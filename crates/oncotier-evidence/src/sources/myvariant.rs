//! MyVariant.info query client.
//!
//! API docs: https://docs.myvariant.info/en/latest/
//! Endpoint: https://myvariant.info/v1/query
//!
//! MyVariant aggregates COSMIC, dbSNP, ClinVar, CADD, gnomAD, and CIViC
//! annotations behind one query endpoint. Three query shapes are tried
//! in order; the first with hits wins.

use oncotier_common::SandboxClient;
use tracing::{debug, instrument};

use super::EvidenceRequest;
use crate::models::{CivicEvidenceItem, EvidenceLevel, MyVariantFragment};

const QUERY_URL: &str = "https://myvariant.info/v1/query";

const FIELDS: &str = "cosmic.cosmic_id,dbsnp.rsid,clinvar,cadd.phred,cadd.gene,\
                      dbnsfp.polyphen2.hdiv.pred,dbnsfp.alphamissense,\
                      gnomad_exome.af.af,civic,snpeff";

pub struct MyVariantClient {
    client: SandboxClient,
}

impl MyVariantClient {
    pub fn new(client: SandboxClient) -> Self {
        Self { client }
    }

    /// Query shapes in decreasing specificity: `GENE p.VARIANT`,
    /// `GENE:VARIANT`, `GENE VARIANT`.
    fn query_shapes(req: &EvidenceRequest) -> Vec<String> {
        let gene = req.gene();
        let variant = req.variant_short();
        vec![
            format!("{} p.{}", gene, variant),
            format!("{}:{}", gene, variant),
            format!("{} {}", gene, variant),
        ]
    }

    #[instrument(skip(self))]
    pub async fn fetch(&self, req: &EvidenceRequest) -> anyhow::Result<MyVariantFragment> {
        for query in Self::query_shapes(req) {
            let resp: serde_json::Value = self
                .client
                .get(QUERY_URL)?
                .query(&[("q", query.as_str()), ("fields", FIELDS), ("size", "3")])
                .send()
                .await?
                .error_for_status()?
                .json()
                .await?;

            let hits = resp["hits"].as_array().cloned().unwrap_or_default();
            if hits.is_empty() {
                continue;
            }
            debug!(query, n = hits.len(), "MyVariant hits");
            return Ok(parse_hit(&hits[0]));
        }
        Ok(MyVariantFragment::default())
    }
}

fn parse_hit(hit: &serde_json::Value) -> MyVariantFragment {
    let clinvar = &hit["clinvar"];
    // rcv may be an object or an array of submissions.
    let clinvar_significance = clinvar["rcv"]["clinical_significance"]
        .as_str()
        .or_else(|| clinvar["rcv"][0]["clinical_significance"].as_str())
        .or_else(|| clinvar["clinical_significance"].as_str())
        .map(String::from);

    let alphamissense = &hit["dbnsfp"]["alphamissense"];

    MyVariantFragment {
        cosmic_id: hit["cosmic"]["cosmic_id"].as_str().map(String::from),
        dbsnp_id: hit["dbsnp"]["rsid"].as_str().map(String::from),
        clinvar_id: clinvar["variant_id"]
            .as_i64()
            .map(|v| v.to_string())
            .or_else(|| clinvar["variant_id"].as_str().map(String::from)),
        ncbi_gene_id: clinvar["gene"]["id"]
            .as_i64()
            .map(|v| v.to_string())
            .or_else(|| hit["cadd"]["gene"]["gene_id"].as_str().map(String::from)),
        hgvs_genomic: hit["_id"].as_str().map(String::from),
        hgvs_protein: hit["snpeff"]["ann"]["hgvs_p"]
            .as_str()
            .or_else(|| hit["snpeff"]["ann"][0]["hgvs_p"].as_str())
            .map(String::from),
        polyphen2_prediction: hit["dbnsfp"]["polyphen2"]["hdiv"]["pred"]
            .as_str()
            .or_else(|| hit["dbnsfp"]["polyphen2"]["hdiv"]["pred"][0].as_str())
            .map(String::from),
        cadd_score: hit["cadd"]["phred"].as_f64(),
        gnomad_exome_af: hit["gnomad_exome"]["af"]["af"].as_f64(),
        alphamissense_score: alphamissense["am_pathogenicity"].as_f64(),
        alphamissense_prediction: alphamissense["am_class"]
            .as_str()
            .or_else(|| alphamissense["am_class"][0].as_str())
            .map(String::from),
        clinvar_significance,
        civic_evidence: parse_civic(&hit["civic"]),
    }
}

fn parse_civic(civic: &serde_json::Value) -> Vec<CivicEvidenceItem> {
    let containers = match civic {
        serde_json::Value::Array(items) => items.clone(),
        serde_json::Value::Object(_) => vec![civic.clone()],
        _ => return vec![],
    };

    let mut out = Vec::new();
    for container in containers {
        let items = container["evidence_items"].as_array().cloned().unwrap_or_default();
        for item in items {
            out.push(CivicEvidenceItem {
                evidence_type: item["evidence_type"].as_str().map(String::from),
                evidence_level: item["evidence_level"].as_str().and_then(EvidenceLevel::parse),
                significance: item["significance"]
                    .as_str()
                    .or_else(|| item["clinical_significance"].as_str())
                    .map(String::from),
                disease: item["disease"]["name"]
                    .as_str()
                    .or_else(|| item["disease"]["display_name"].as_str())
                    .map(String::from),
                drugs: item["therapies"]
                    .as_array()
                    .or_else(|| item["drugs"].as_array())
                    .map(|ds| {
                        ds.iter()
                            .filter_map(|d| d["name"].as_str().map(String::from))
                            .collect()
                    })
                    .unwrap_or_default(),
                description: item["description"].as_str().map(String::from),
            });
        }
    }
    out
}

// ── Tests ─────────────────────────────────────────────────────────────────────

Exercise goal>
Return the listing word for word.

Your response>
filename crates/oncotier-evidence/src/sources/myvariant.rs
//! MyVariant.info query client.
//!
//! API docs: https://docs.myvariant.info/en/latest/
//! Endpoint: https://myvariant.info/v1/query
//!
//! MyVariant aggregates COSMIC, dbSNP, ClinVar, CADD, gnomAD, and CIViC
//! annotations behind one query endpoint. Three query shapes are tried
//! in order; the first with hits wins.

use oncotier_common::SandboxClient;
use tracing::{debug, instrument};

use super::EvidenceRequest;
use crate::models::{CivicEvidenceItem, EvidenceLevel, MyVariantFragment};

const QUERY_URL: &str = "https://myvariant.info/v1/query";

const FIELDS: &str = "cosmic.cosmic_id,dbsnp.rsid,clinvar,cadd.phred,cadd.gene,\
                      dbnsfp.polyphen2.hdiv.pred,dbnsfp.alphamissense,\
                      gnomad_exome.af.af,civic,snpeff";

pub struct MyVariantClient {
    client: SandboxClient,
}

impl MyVariantClient {
    pub fn new(client: SandboxClient) -> Self {
        Self { client }
    }

    /// Query shapes in decreasing specificity: `GENE p.VARIANT`,
    /// `GENE:VARIANT`, `GENE VARIANT`.
    fn query_shapes(req: &EvidenceRequest) -> Vec<String> {
        let gene = req.gene();
        let variant = req.variant_short();
        vec![
            format!("{} p.{}", gene, variant),
            format!("{}:{}", gene, variant),
            format!("{} {}", gene, variant),
        ]
    }

    #[instrument(skip(self))]
    pub async fn fetch(&self, req: &EvidenceRequest) -> anyhow::Result<MyVariantFragment> {
        for query in Self::query_shapes(req) {
            let resp: serde_json::Value = self
                .client
                .get(QUERY_URL)?
                .query(&[("q", query.as_str()), ("fields", FIELDS), ("size", "3")])
                .send()
                .await?
                .error_for_status()?
                .json()
                .await?;

            let hits = resp["hits"].as_array().cloned().unwrap_or_default();
            if hits.is_empty() {
                continue;
            }
            debug!(query, n = hits.len(), "MyVariant hits");
            return Ok(parse_hit(&hits[0]));
        }
        Ok(MyVariantFragment::default())
    }
}

fn parse_hit(hit: &serde_json::Value) -> MyVariantFragment {
    let clinvar = &hit["clinvar"];
    // rcv may be an object or an array of submissions.
    let clinvar_significance = clinvar["rcv"]["clinical_significance"]
        .as_str()
        .or_else(|| clinvar["rcv"][0]["clinical_significance"].as_str())
        .or_else(|| clinvar["clinical_significance"].as_str())
        .map(String::from);

    let alphamissense = &hit["dbnsfp"]["alphamissense"];

    MyVariantFragment {
        cosmic_id: hit["cosmic"]["cosmic_id"].as_str().map(String::from),
        dbsnp_id: hit["dbsnp"]["rsid"].as_str().map(String::from),
        clinvar_id: clinvar["variant_id"]
            .as_i64()
            .map(|v| v.to_string())
            .or_else(|| clinvar["variant_id"].as_str().map(String::from)),
        ncbi_gene_id: clinvar["gene"]["id"]
            .as_i64()
            .map(|v| v.to_string())
            .or_else(|| hit["cadd"]["gene"]["gene_id"].as_str().map(String::from)),
        hgvs_genomic: hit["_id"].as_str().map(String::from),
        hgvs_protein: hit["snpeff"]["ann"]["hgvs_p"]
            .as_str()
            .or_else(|| hit["snpeff"]["ann"][0]["hgvs_p"].as_str())
            .map(String::from),
        polyphen2_prediction: hit["dbnsfp"]["polyphen2"]["hdiv"]["pred"]
            .as_str()
            .or_else(|| hit["dbnsfp"]["polyphen2"]["hdiv"]["pred"][0].as_str())
            .map(String::from),
        cadd_score: hit["cadd"]["phred"].as_f64(),
        gnomad_exome_af: hit["gnomad_exome"]["af"]["af"].as_f64(),
        alphamissense_score: alphamissense["am_pathogenicity"].as_f64(),
        alphamissense_prediction: alphamissense["am_class"]
            .as_str()
            .or_else(|| alphamissense["am_class"][0].as_str())
            .map(String::from),
        clinvar_significance,
        civic_evidence: parse_civic(&hit["civic"]),
    }
}

fn parse_civic(civic: &serde_json::Value) -> Vec<CivicEvidenceItem> {
    let containers = match civic {
        serde_json::Value::Array(items) => items.clone(),
        serde_json::Value::Object(_) => vec![civic.clone()],
        _ => return vec![],
    };

    let mut out = Vec::new();
    for container in containers {
        let items = container["evidence_items"].as_array().cloned().unwrap_or_default();
        for item in items {
            out.push(CivicEvidenceItem {
                evidence_type: item["evidence_type"].as_str().map(String::from),
                evidence_level: item["evidence_level"].as_str().and_then(EvidenceLevel::parse),
                significance: item["significance"]
                    .as_str()
                    .or_else(|| item["clinical_significance"].as_str())
                    .map(String::from),
                disease: item["disease"]["name"]
                    .as_str()
                    .or_else(|| item["disease"]["display_name"].as_str())
                    .map(String::from),
                drugs: item["therapies"]
                    .as_array()
                    .or_else(|| item["drugs"].as_array())
                    .map(|ds| {
                        ds.iter()
                            .filter_map(|d| d["name"].as_str().map(String::from))
                            .collect()
                    })
                    .unwrap_or_default(),
                description: item["description"].as_str().map(String::from),
            });
        }
    }
    out
}

// ── Tests ─────────────────────────────────────────────────────────────────────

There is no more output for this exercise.